Electric vehicle battery company Romeo Power, which became a publicly traded company through a December 2020 merger with a SPAC, has been hit with a securities class action lawsuit following a share price decline after its announcement of a disruption in its supply chain. The new lawsuit is interesting both because of the SPAC angle and because it resulted from supply chain issues. The new lawsuit against Romeo Power was, in fact, one of two securities suits filed last week arising out of supply chain disruption. As discussed below, supply chain disruption could represent an emerging new area of corporate and securities litigation exposure. I also discuss below the fact that the new lawsuit involves yet another de-SPAC company in the electric vehicle industry
Background
RMG Acquisition Corp., a special purpose acquisition company (SPAC), completed its IPO on February 12, 2019. On October 5, 2020, RMG announced that it had entered an agreement to merge with Romeo Power, which is focused on designing and manufacturing battery modules and packs for commercial electric vehicles.

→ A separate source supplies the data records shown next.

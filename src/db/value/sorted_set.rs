use crate::{
    dict::Dict,
    skiplist::{End, Iter, Skiplist},
};
use bytes::Bytes;
use ordered_float::NotNan;
use rand::seq::SliceRandom;
use std::ops::{Range, RangeBounds};

/// A sorted set: a member→score map and a `(score, member)` skiplist kept
/// in lock-step. The map answers point lookups, the skiplist everything
/// ordered.
#[derive(Clone, Debug, Default)]
pub struct SortedSet {
    map: Dict<NotNan<f64>>,
    list: Skiplist,
}

impl SortedSet {
    pub fn len(&self) -> usize {
        self.list.len()
    }

    pub fn is_empty(&self) -> bool {
        self.list.is_empty()
    }

    pub fn contains(&self, member: &[u8]) -> bool {
        self.map.contains(member)
    }

    pub fn score(&self, member: &[u8]) -> Option<f64> {
        self.map.get(member).map(|score| **score)
    }

    /// Upsert a member. Returns `true` when the member is new.
    pub fn insert(&mut self, score: NotNan<f64>, member: Bytes) -> bool {
        match self.map.set(&member, score) {
            Some(old) => {
                if old != score {
                    self.list.remove(*old, &member);
                    self.list.insert(score, member);
                }
                false
            }
            None => {
                self.list.insert(score, member);
                true
            }
        }
    }

    pub fn remove(&mut self, member: &[u8]) -> bool {
        match self.map.remove(member) {
            Some(score) => {
                self.list.remove(*score, member);
                true
            }
            None => false,
        }
    }

    /// Add `delta` to the member's score, treating a missing member as 0.
    /// `None` when the result would be NaN.
    pub fn incr(&mut self, member: &[u8], delta: f64) -> Option<f64> {
        let base = self.score(member).unwrap_or(0.0);
        let score = NotNan::new(base + delta).ok()?;
        self.insert(score, Bytes::copy_from_slice(member));
        Some(*score)
    }

    pub fn rank(&self, member: &[u8]) -> Option<usize> {
        let score = self.score(member)?;
        self.list.rank(score, member)
    }

    pub fn rev_rank(&self, member: &[u8]) -> Option<usize> {
        self.rank(member).map(|rank| self.len() - 1 - rank)
    }

    pub fn iter(&self) -> Iter<'_> {
        self.list.iter()
    }

    pub fn iter_rev(&self) -> Iter<'_> {
        self.list.iter_rev()
    }

    pub fn range_by_rank(&self, range: Range<usize>) -> Iter<'_> {
        self.list.range_by_rank(range)
    }

    pub fn rev_range_by_rank(&self, range: Range<usize>) -> Iter<'_> {
        self.list.rev_range_by_rank(range)
    }

    pub fn range_by_score<R: RangeBounds<f64>>(&self, bounds: &R) -> Iter<'_> {
        self.list.range_by_score(bounds)
    }

    pub fn rev_range_by_score<R: RangeBounds<f64>>(&self, bounds: &R) -> Iter<'_> {
        self.list.rev_range_by_score(bounds)
    }

    pub fn count<R: RangeBounds<f64>>(&self, bounds: &R) -> usize {
        self.list.count(bounds)
    }

    pub fn pop(&mut self, end: End) -> Option<(f64, Bytes)> {
        let (score, member) = self.list.pop(end)?;
        self.map.remove(&member);
        Some((score, member))
    }

    pub fn remove_range_by_rank(&mut self, range: Range<usize>) -> usize {
        let SortedSet { map, list } = self;
        list.remove_range_by_rank(range, |_, member| {
            map.remove(member);
        })
    }

    pub fn remove_range_by_score<R: RangeBounds<f64>>(&mut self, bounds: &R) -> usize {
        let SortedSet { map, list } = self;
        list.remove_range_by_score(bounds, |_, member| {
            map.remove(member);
        })
    }

    pub fn scan(&self, cursor: u64, mut emit: impl FnMut(&Bytes, f64)) -> u64 {
        self.map.scan(cursor, |member, score| emit(member, **score))
    }

    /// A random sample of distinct members with their scores.
    pub fn random_members(&self, count: usize) -> Vec<(Bytes, f64)> {
        let mut all: Vec<(Bytes, f64)> = self
            .iter()
            .map(|(score, member)| (member.clone(), score))
            .collect();
        all.shuffle(&mut rand::thread_rng());
        all.truncate(count);
        all
    }

    /// Rough heap footprint in bytes, for the memory gauge.
    pub fn mem_usage(&self) -> usize {
        self.iter()
            .map(|(_, member)| 2 * member.len() + 96)
            .sum::<usize>()
            + 64
    }
}

#[cfg(test)]
mod tests {
    use super::*;

    fn nn(score: f64) -> NotNan<f64> {
        NotNan::new(score).unwrap()
    }

    fn zset(pairs: &[(f64, &str)]) -> SortedSet {
        let mut set = SortedSet::default();
        for (score, member) in pairs {
            set.insert(nn(*score), Bytes::copy_from_slice(member.as_bytes()));
        }
        set
    }

    fn members(iter: Iter<'_>) -> Vec<String> {
        iter.map(|(_, member)| String::from_utf8_lossy(member).into_owned())
            .collect()
    }

    #[test]
    fn insert_updates_both_structures() {
        let mut set = zset(&[(1.0, "a"), (2.0, "b")]);
        assert!(!set.insert(nn(5.0), Bytes::from_static(b"a")));
        assert_eq!(set.score(b"a"), Some(5.0));
        assert_eq!(members(set.iter()), ["b", "a"]);
        assert_eq!(set.len(), 2);
    }

    #[test]
    fn ranks() {
        let set = zset(&[(1.0, "a"), (2.0, "b"), (3.0, "c")]);
        assert_eq!(set.rank(b"a"), Some(0));
        assert_eq!(set.rank(b"c"), Some(2));
        assert_eq!(set.rev_rank(b"c"), Some(0));
        assert_eq!(set.rank(b"missing"), None);
    }

    #[test]
    fn incr_from_missing() {
        let mut set = SortedSet::default();
        assert_eq!(set.incr(b"m", 2.5), Some(2.5));
        assert_eq!(set.incr(b"m", -1.0), Some(1.5));
        assert_eq!(set.incr(b"m", f64::INFINITY), Some(f64::INFINITY));
        // inf + -inf is NaN.
        assert_eq!(set.incr(b"m", f64::NEG_INFINITY), None);
    }

    #[test]
    fn pops_remove_from_map() {
        let mut set = zset(&[(1.0, "a"), (2.0, "b")]);
        assert_eq!(set.pop(End::Max), Some((2.0, Bytes::from_static(b"b"))));
        assert!(!set.contains(b"b"));
        assert_eq!(set.len(), 1);
    }

    #[test]
    fn range_removals_stay_in_sync() {
        let mut set = zset(&[(1.0, "a"), (2.0, "b"), (3.0, "c"), (4.0, "d")]);
        assert_eq!(set.remove_range_by_score(&(2.0..=3.0)), 2);
        assert!(!set.contains(b"b"));
        assert!(!set.contains(b"c"));
        assert_eq!(set.remove_range_by_rank(0..1), 1);
        assert!(!set.contains(b"a"));
        assert_eq!(members(set.iter()), ["d"]);
    }

    #[test]
    fn tie_break_is_lexicographic() {
        let set = zset(&[(1.0, "b"), (1.0, "a"), (1.0, "c")]);
        assert_eq!(members(set.iter()), ["a", "b", "c"]);
    }
}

The merger was completed on December 29, 2020, with Romeo as the surviving entity, with its shares trading on the NYSE.
In the recently filed securities lawsuit complaint, the plaintiff alleges that after the merger was announced but before it was completed, the defendants made a number of statements in filings and in various news reports that Romeo projected 2021 revenue of $140 million and that the company had key partnerships with battery cell manufacturers in place. Battery cells are a critical component in Romeo’s battery modules and packs.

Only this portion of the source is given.